1. Background
Due to the Post-COVID Syndrome (PCS), health care systems worldwide are
confronted with an increasing number of patients who do not fully
recover after SARS-CoV-2 infection [1, 2]. The exact pathomechanism
is not yet understood and appears to vary individually. A portion of
patients affected by PCS reports a clinical picture that shows
significant overlap with the chronic, multisystem disease Myalgic
Encephalomyelitis/Chronic Fatigue Syndrome (ME/CFS) [1, 2]. Since
there is no clinically validated biomarker for either condition and the
diagnosis often relies on clinical symptoms [3], the exact number of
affected individuals can only be estimated.

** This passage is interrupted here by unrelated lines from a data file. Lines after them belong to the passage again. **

use crate::{
    data::non_empty,
    error::{StudentError, StudentResult},
};
use email_address::EmailAddress;
use serde::{Deserialize, Serialize};
use sqlx::FromRow;
use time::Date;

/// A student as stored and as returned over the API.
///
/// `id` is `None` only for a student that has not been saved yet; once storage
/// assigns it, updates never change it.
#[derive(Debug, Clone, PartialEq, Eq, Serialize, Deserialize, FromRow)]
#[serde(rename_all = "camelCase")]
pub struct Student {
    pub id: Option<i64>,
    pub first_name: String,
    pub last_name: String,
    pub email: Option<String>,
    pub date_of_birth: Option<Date>,
    pub department_id: Option<i64>,
}

/// Request body for creating or updating a student.
///
/// Every field is optional at the parsing stage so that incomplete bodies turn
/// into validation problems instead of deserialisation failures.
#[derive(Debug, Default, Deserialize)]
#[serde(rename_all = "camelCase", default)]
pub struct StudentForm {
    pub id: Option<i64>,
    pub first_name: Option<String>,
    pub last_name: Option<String>,
    pub email: Option<String>,
    pub date_of_birth: Option<Date>,
    pub department_id: Option<i64>,
}

impl StudentForm {
    /// Validates a body for creation. Any client-supplied id is dropped.
    pub fn into_new_student(self) -> StudentResult<Student> {
        self.validate(None, vec![])
    }

    /// Validates a body for an update, which must name the student it targets.
    pub fn into_updated_student(self) -> StudentResult<Student> {
        let id = self.id;
        let problems = if id.is_none() {
            vec!["id is required to update a student".to_string()]
        } else {
            vec![]
        };
        self.validate(id, problems)
    }

    fn validate(self, id: Option<i64>, mut problems: Vec<String>) -> StudentResult<Student> {
        let Self {
            id: _,
            first_name,
            last_name,
            email,
            date_of_birth,
            department_id,
        } = self;

        let first_name = non_empty(first_name);
        if first_name.is_none() {
            problems.push("first name is required".to_string());
        }
        let last_name = non_empty(last_name);
        if last_name.is_none() {
            problems.push("last name is required".to_string());
        }

        let email = non_empty(email);
        if let Some(email) = email.as_deref() {
            if !EmailAddress::is_valid(email) {
                problems.push(format!("{email:?} is not a valid email address"));
            }
        }

        match (first_name, last_name) {
            (Some(first_name), Some(last_name)) if problems.is_empty() => Ok(Student {
                id,
                first_name,
                last_name,
                email,
                date_of_birth,
                department_id,
            }),
            _ => Err(StudentError::Validation { problems }),
        }
    }
}
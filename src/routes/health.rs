use axum::Json;
use serde::Serialize;

#[derive(Debug, Serialize)]
pub struct Health {
    pub status: &'static str,
    pub version: &'static str,
}

pub async fn get_health() -> Json<Health> {
    Json(Health {
        status: "ok",
        version: env!("CARGO_PKG_VERSION"),
    })
}
use crate::{
    data::student::Student,
    error::{DuplicateEmailSnafu, MissingStudentSnafu, StudentResult},
    service::StudentService,
};
use async_trait::async_trait;
use snafu::{OptionExt, ensure};
use std::collections::BTreeMap;
use tokio::sync::RwLock;

/// Keeps students in process memory. Nothing survives a restart.
#[derive(Debug, Default)]
pub struct InMemoryStudentService {
    students: RwLock<Students>,
}

#[derive(Debug, Default)]
struct Students {
    by_id: BTreeMap<i64, Student>,
    last_id: i64,
}

impl Students {
    fn ensure_unique_email(&self, candidate: &Student) -> StudentResult<()> {
        let Some(email) = candidate.email.as_deref() else {
            return Ok(());
        };

        let taken = self
            .by_id
            .values()
            .any(|existing| existing.id != candidate.id && existing.email.as_deref() == Some(email));
        ensure!(!taken, DuplicateEmailSnafu { email });

        Ok(())
    }
}

#[async_trait]
impl StudentService for InMemoryStudentService {
    async fn get_all_students(&self) -> StudentResult<Vec<Student>> {
        Ok(self.students.read().await.by_id.values().cloned().collect())
    }

    async fn get_student_by_id(&self, id: i64) -> StudentResult<Option<Student>> {
        Ok(self.students.read().await.by_id.get(&id).cloned())
    }

    async fn save_student(&self, mut student: Student) -> StudentResult<Student> {
        let mut students = self.students.write().await;
        if let Some(id) = student.id {
            ensure!(students.by_id.contains_key(&id), MissingStudentSnafu { id });
        }
        students.ensure_unique_email(&student)?;

        match student.id {
            Some(id) => {
                let stored = students.by_id.get_mut(&id).context(MissingStudentSnafu { id })?;
                stored.clone_from(&student);
            }
            None => {
                students.last_id += 1;
                let id = students.last_id;
                student.id = Some(id);
                students.by_id.insert(id, student.clone());
            }
        }

        Ok(student)
    }

    async fn delete_student(&self, id: i64) -> StudentResult<()> {
        self.students
            .write()
            .await
            .by_id
            .remove(&id)
            .context(MissingStudentSnafu { id })?;
        Ok(())
    }

    async fn get_students_by_department(
        &self,
        department_id: i64,
    ) -> StudentResult<Vec<Student>> {
        Ok(self
            .students
            .read()
            .await
            .by_id
            .values()
            .filter(|student| student.department_id == Some(department_id))
            .cloned()
            .collect())
    }
}
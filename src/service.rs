use crate::{data::student::Student, error::StudentResult};
use async_trait::async_trait;
use std::sync::Arc;

pub mod memory;
pub mod postgres;

pub type DynStudentService = Arc<dyn StudentService + Send + Sync>;

/// Storage-facing operations behind every `/students` route.
#[cfg_attr(test, mockall::automock)]
#[async_trait]
pub trait StudentService {
    /// All students, oldest first.
    async fn get_all_students(&self) -> StudentResult<Vec<Student>>;

    /// `Ok(None)` when no student has that id.
    async fn get_student_by_id(&self, id: i64) -> StudentResult<Option<Student>>;

    /// Creates the student when `id` is `None`, otherwise replaces the stored
    /// student with that id. Returns the student as stored.
    async fn save_student(&self, student: Student) -> StudentResult<Student>;

    /// Fails with `MissingStudent` when no student has that id.
    async fn delete_student(&self, id: i64) -> StudentResult<()>;

    /// Students filed under `department_id`, oldest first.
    async fn get_students_by_department(&self, department_id: i64)
    -> StudentResult<Vec<Student>>;

    /// Releases storage resources before the process exits.
    async fn close(&self) {}
}
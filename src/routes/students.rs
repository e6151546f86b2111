use crate::{
    data::student::{Student, StudentForm},
    error::{JsonBodySnafu, MissingStudentSnafu, PathParamSnafu, StudentResult},
    routes::sse::StudentChange,
    service::StudentService,
    state::StudentState,
};
use axum::{
    Json,
    extract::{
        Path, State,
        rejection::{JsonRejection, PathRejection},
    },
    http::StatusCode,
};
use snafu::{OptionExt, ResultExt};

type IdPath = Result<Path<i64>, PathRejection>;
type StudentBody = Result<Json<StudentForm>, JsonRejection>;

pub async fn get_all_students(State(state): State<StudentState>) -> StudentResult<Json<Vec<Student>>> {
    state.get_all_students().await.map(Json)
}

pub async fn get_student_by_id(
    State(state): State<StudentState>,
    id: IdPath,
) -> StudentResult<Json<Student>> {
    let Path(id) = id.context(PathParamSnafu)?;

    state
        .get_student_by_id(id)
        .await?
        .context(MissingStudentSnafu { id })
        .map(Json)
}

pub async fn create_student(
    State(state): State<StudentState>,
    body: StudentBody,
) -> StudentResult<(StatusCode, Json<Student>)> {
    let Json(form) = body.context(JsonBodySnafu)?;
    let student = form.into_new_student()?;

    let saved = state.save_student(student).await?;
    if let Some(id) = saved.id {
        info!(id, "Created student");
        state.send_change(StudentChange::Created { id });
    }

    Ok((StatusCode::CREATED, Json(saved)))
}

pub async fn update_student(
    State(state): State<StudentState>,
    body: StudentBody,
) -> StudentResult<Json<Student>> {
    let Json(form) = body.context(JsonBodySnafu)?;
    let student = form.into_updated_student()?;

    let saved = state.save_student(student).await?;
    if let Some(id) = saved.id {
        info!(id, "Updated student");
        state.send_change(StudentChange::Updated { id });
    }

    Ok(Json(saved))
}

pub async fn delete_student(State(state): State<StudentState>, id: IdPath) -> StudentResult<StatusCode> {
    let Path(id) = id.context(PathParamSnafu)?;

    state.delete_student(id).await?;
    info!(id, "Deleted student");
    state.send_change(StudentChange::Deleted { id });

    Ok(StatusCode::OK)
}

pub async fn get_students_by_department(
    State(state): State<StudentState>,
    department_id: IdPath,
) -> StudentResult<Json<Vec<Student>>> {
    let Path(department_id) = department_id.context(PathParamSnafu)?;

    state
        .get_students_by_department(department_id)
        .await
        .map(Json)
}

#[cfg(test)]
mod tests {
    use crate::{
        data::student::Student,
        error::StudentError,
        routes::sse::StudentChange,
        service::MockStudentService,
        state::StudentState,
        test_util::send,
    };
    use axum::{
        Router,
        body::Body,
        http::{Method, Request, StatusCode, header},
    };
    use mockall::predicate::eq;
    use serde_json::json;
    use std::sync::Arc;
    use tower::ServiceExt;

    fn student(id: i64, first_name: &str, last_name: &str) -> Student {
        Student {
            id: Some(id),
            first_name: first_name.into(),
            last_name: last_name.into(),
            email: Some(format!(
                "{}.{}@email.com",
                first_name.to_lowercase(),
                last_name.to_lowercase()
            )),
            date_of_birth: None,
            department_id: None,
        }
    }

    fn students() -> Vec<Student> {
        vec![student(1, "John", "Doe"), student(2, "Jane", "Smith")]
    }

    fn app(service: MockStudentService) -> (Router, StudentState) {
        let state = StudentState::new(Arc::new(service));
        (crate::app(state.clone()), state)
    }

    #[tokio::test]
    async fn get_all_students_success() {
        let mut service = MockStudentService::new();
        service
            .expect_get_all_students()
            .times(1)
            .returning(|| Ok(students()));
        let (app, _) = app(service);

        let (status, body) = send(&app, Method::GET, "/students/getAllStudents", None).await;

        assert_eq!(status, StatusCode::OK);
        assert_eq!(body.as_array().unwrap().len(), 2);
        assert_eq!(body[0]["id"], 1);
        assert_eq!(body[0]["firstName"], "John");
        assert_eq!(body[0]["lastName"], "Doe");
        assert_eq!(body[1]["id"], 2);
        assert_eq!(body[1]["firstName"], "Jane");
        assert_eq!(body[1]["lastName"], "Smith");
    }

    #[tokio::test]
    async fn get_all_students_empty_list() {
        let mut service = MockStudentService::new();
        service
            .expect_get_all_students()
            .times(1)
            .returning(|| Ok(vec![]));
        let (app, _) = app(service);

        let (status, body) = send(&app, Method::GET, "/students/getAllStudents", None).await;

        assert_eq!(status, StatusCode::OK);
        assert_eq!(body, json!([]));
    }

    #[tokio::test]
    async fn get_student_by_id_success() {
        let mut service = MockStudentService::new();
        service
            .expect_get_student_by_id()
            .with(eq(1))
            .times(1)
            .returning(|_| Ok(Some(student(1, "John", "Doe"))));
        let (app, _) = app(service);

        let (status, body) = send(&app, Method::GET, "/students/getStudentById/1", None).await;

        assert_eq!(status, StatusCode::OK);
        assert_eq!(body["id"], 1);
        assert_eq!(body["firstName"], "John");
        assert_eq!(body["lastName"], "Doe");
        assert_eq!(body["email"], "john.doe@email.com");
    }

    #[tokio::test]
    async fn get_student_by_id_not_found() {
        let mut service = MockStudentService::new();
        service
            .expect_get_student_by_id()
            .with(eq(999))
            .times(1)
            .returning(|_| Ok(None));
        let (app, _) = app(service);

        let (status, body) = send(&app, Method::GET, "/students/getStudentById/999", None).await;

        assert_eq!(status, StatusCode::NOT_FOUND);
        assert_eq!(body["error"], "Student not found with id: 999");
    }

    #[tokio::test]
    async fn get_student_by_id_rejects_non_numeric_ids() {
        let service = MockStudentService::new();
        let (app, _) = app(service);

        let (status, _) = send(&app, Method::GET, "/students/getStudentById/abc", None).await;

        assert_eq!(status, StatusCode::BAD_REQUEST);
    }

    #[tokio::test]
    async fn create_student_success() {
        let mut service = MockStudentService::new();
        service
            .expect_save_student()
            .withf(|s| s.id.is_none() && s.first_name == "New" && s.last_name == "Student")
            .times(1)
            .returning(|s| Ok(Student { id: Some(3), ..s }));
        let (app, state) = app(service);
        let mut changes = state.subscribe_to_change_feed();

        let (status, body) = send(
            &app,
            Method::POST,
            "/students/createStudent",
            Some(json!({
                "id": null,
                "firstName": "New",
                "lastName": "Student",
                "email": "new.student@email.com"
            })),
        )
        .await;

        assert_eq!(status, StatusCode::CREATED);
        assert_eq!(body["id"], 3);
        assert_eq!(body["firstName"], "New");
        assert_eq!(body["lastName"], "Student");
        assert_eq!(changes.try_recv().unwrap(), StudentChange::Created { id: 3 });
    }

    #[tokio::test]
    async fn create_student_invalid_input() {
        let mut service = MockStudentService::new();
        service.expect_save_student().never();
        let (app, _) = app(service);

        let (status, body) = send(
            &app,
            Method::POST,
            "/students/createStudent",
            Some(json!({"id": null, "firstName": "", "lastName": "", "email": null})),
        )
        .await;

        assert_eq!(status, StatusCode::BAD_REQUEST);
        assert!(body["error"].as_str().unwrap().contains("first name is required"));
    }

    #[tokio::test]
    async fn create_student_rejects_malformed_json() {
        let mut service = MockStudentService::new();
        service.expect_save_student().never();
        let (app, _) = app(service);

        let request = Request::builder()
            .method(Method::POST)
            .uri("/students/createStudent")
            .header(header::CONTENT_TYPE, "application/json")
            .body(Body::from("{\"firstName\": "))
            .unwrap();
        let response = app.clone().oneshot(request).await.unwrap();
        assert_eq!(response.status(), StatusCode::BAD_REQUEST);

        let request = Request::builder()
            .method(Method::POST)
            .uri("/students/createStudent")
            .body(Body::from("firstName=New"))
            .unwrap();
        let response = app.oneshot(request).await.unwrap();
        assert_eq!(response.status(), StatusCode::UNSUPPORTED_MEDIA_TYPE);
    }

    #[tokio::test]
    async fn create_student_duplicate_email_conflicts() {
        let mut service = MockStudentService::new();
        service.expect_save_student().times(1).returning(|s| {
            Err(StudentError::DuplicateEmail {
                email: s.email.unwrap_or_default(),
            })
        });
        let (app, _) = app(service);

        let (status, _) = send(
            &app,
            Method::POST,
            "/students/createStudent",
            Some(json!({"firstName": "John", "lastName": "Doe", "email": "john.doe@email.com"})),
        )
        .await;

        assert_eq!(status, StatusCode::CONFLICT);
    }

    #[tokio::test]
    async fn update_student_success() {
        let mut service = MockStudentService::new();
        service
            .expect_save_student()
            .withf(|s| s.id == Some(1) && s.last_name == "Updated")
            .times(1)
            .returning(Ok);
        let (app, state) = app(service);
        let mut changes = state.subscribe_to_change_feed();

        let (status, body) = send(
            &app,
            Method::PUT,
            "/students/updateStudent",
            Some(json!({
                "id": 1,
                "firstName": "John",
                "lastName": "Updated",
                "email": "john.updated@email.com"
            })),
        )
        .await;

        assert_eq!(status, StatusCode::OK);
        assert_eq!(body["id"], 1);
        assert_eq!(body["lastName"], "Updated");
        assert_eq!(changes.try_recv().unwrap(), StudentChange::Updated { id: 1 });
    }

    #[tokio::test]
    async fn update_student_not_found() {
        let mut service = MockStudentService::new();
        service
            .expect_save_student()
            .times(1)
            .returning(|_| Err(StudentError::MissingStudent { id: 999 }));
        let (app, _) = app(service);

        let (status, _) = send(
            &app,
            Method::PUT,
            "/students/updateStudent",
            Some(json!({"id": 999, "firstName": "John", "lastName": "Doe"})),
        )
        .await;

        assert_eq!(status, StatusCode::NOT_FOUND);
    }

    #[tokio::test]
    async fn update_student_without_id_is_rejected() {
        let mut service = MockStudentService::new();
        service.expect_save_student().never();
        let (app, _) = app(service);

        let (status, _) = send(
            &app,
            Method::PUT,
            "/students/updateStudent",
            Some(json!({"firstName": "John", "lastName": "Doe"})),
        )
        .await;

        assert_eq!(status, StatusCode::BAD_REQUEST);
    }

    #[tokio::test]
    async fn delete_student_success() {
        let mut service = MockStudentService::new();
        service
            .expect_delete_student()
            .with(eq(1))
            .times(1)
            .returning(|_| Ok(()));
        let (app, state) = app(service);
        let mut changes = state.subscribe_to_change_feed();

        let (status, _) = send(&app, Method::DELETE, "/students/deleteStudent/1", None).await;

        assert_eq!(status, StatusCode::OK);
        assert_eq!(changes.try_recv().unwrap(), StudentChange::Deleted { id: 1 });
    }

    #[tokio::test]
    async fn delete_student_not_found() {
        let mut service = MockStudentService::new();
        service
            .expect_delete_student()
            .with(eq(999))
            .times(1)
            .returning(|id| Err(StudentError::MissingStudent { id }));
        let (app, state) = app(service);
        let mut changes = state.subscribe_to_change_feed();

        let (status, _) = send(&app, Method::DELETE, "/students/deleteStudent/999", None).await;

        assert_eq!(status, StatusCode::NOT_FOUND);
        assert!(changes.try_recv().is_err());
    }

    #[tokio::test]
    async fn get_students_by_department_success() {
        let mut service = MockStudentService::new();
        service
            .expect_get_students_by_department()
            .with(eq(1))
            .times(1)
            .returning(|_| Ok(students()));
        let (app, _) = app(service);

        let (status, body) = send(&app, Method::GET, "/students/department/1", None).await;

        assert_eq!(status, StatusCode::OK);
        assert_eq!(body.as_array().unwrap().len(), 2);
    }

    #[tokio::test]
    async fn get_students_by_department_empty() {
        let mut service = MockStudentService::new();
        service
            .expect_get_students_by_department()
            .with(eq(999))
            .times(1)
            .returning(|_| Ok(vec![]));
        let (app, _) = app(service);

        let (status, body) = send(&app, Method::GET, "/students/department/999", None).await;

        assert_eq!(status, StatusCode::OK);
        assert_eq!(body, json!([]));
    }

    #[tokio::test]
    async fn storage_failures_become_internal_errors() {
        let mut service = MockStudentService::new();
        service
            .expect_get_all_students()
            .times(1)
            .returning(|| Err(StudentError::MakeQuery { source: sqlx::Error::PoolClosed }));
        let (app, _) = app(service);

        let (status, body) = send(&app, Method::GET, "/students/getAllStudents", None).await;

        assert_eq!(status, StatusCode::INTERNAL_SERVER_ERROR);
        assert_eq!(body["error"], "Error making SQL query");
    }
}
pub mod health;
pub mod import_export;
pub mod sse;
pub mod students;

In the case of ME/CFS, a
prevalence of 0.3 to 0.8% is assumed [4]. We know that a subgroup
(1-10%) of individuals previously infected with SARS-CoV-2 might
develop PCS of the ME/CFS type, which is expected to double the
prevalence of ME/CFS in the coming years [1, 2]. Similar to PCS,
ME/CFS is often reported to begin with viral infections [5, 6]. Both
conditions are suspected to involve altered immune functions such as
chronic immune activation or immunodeficiencies, but also
gastrointestinal dysregulation, mitochondrial dysfunctions and metabolic
changes are described [5, 7-10]. In many cases, a recruitment of
immune cells and the subsequent enhanced release of cytokines is
suspected to detrimentally effect the otherwise tightly regulated
pathways in the body.
Although, SARS-CoV-2 primarily targets the lungs causing respiratory
symptoms, the infection affects multiple organ systems, including the GI
tract. SARS-CoV-2 can cause direct injury to intestinal epithelial and
endothelial cells or induce damage indirectly through immune responses.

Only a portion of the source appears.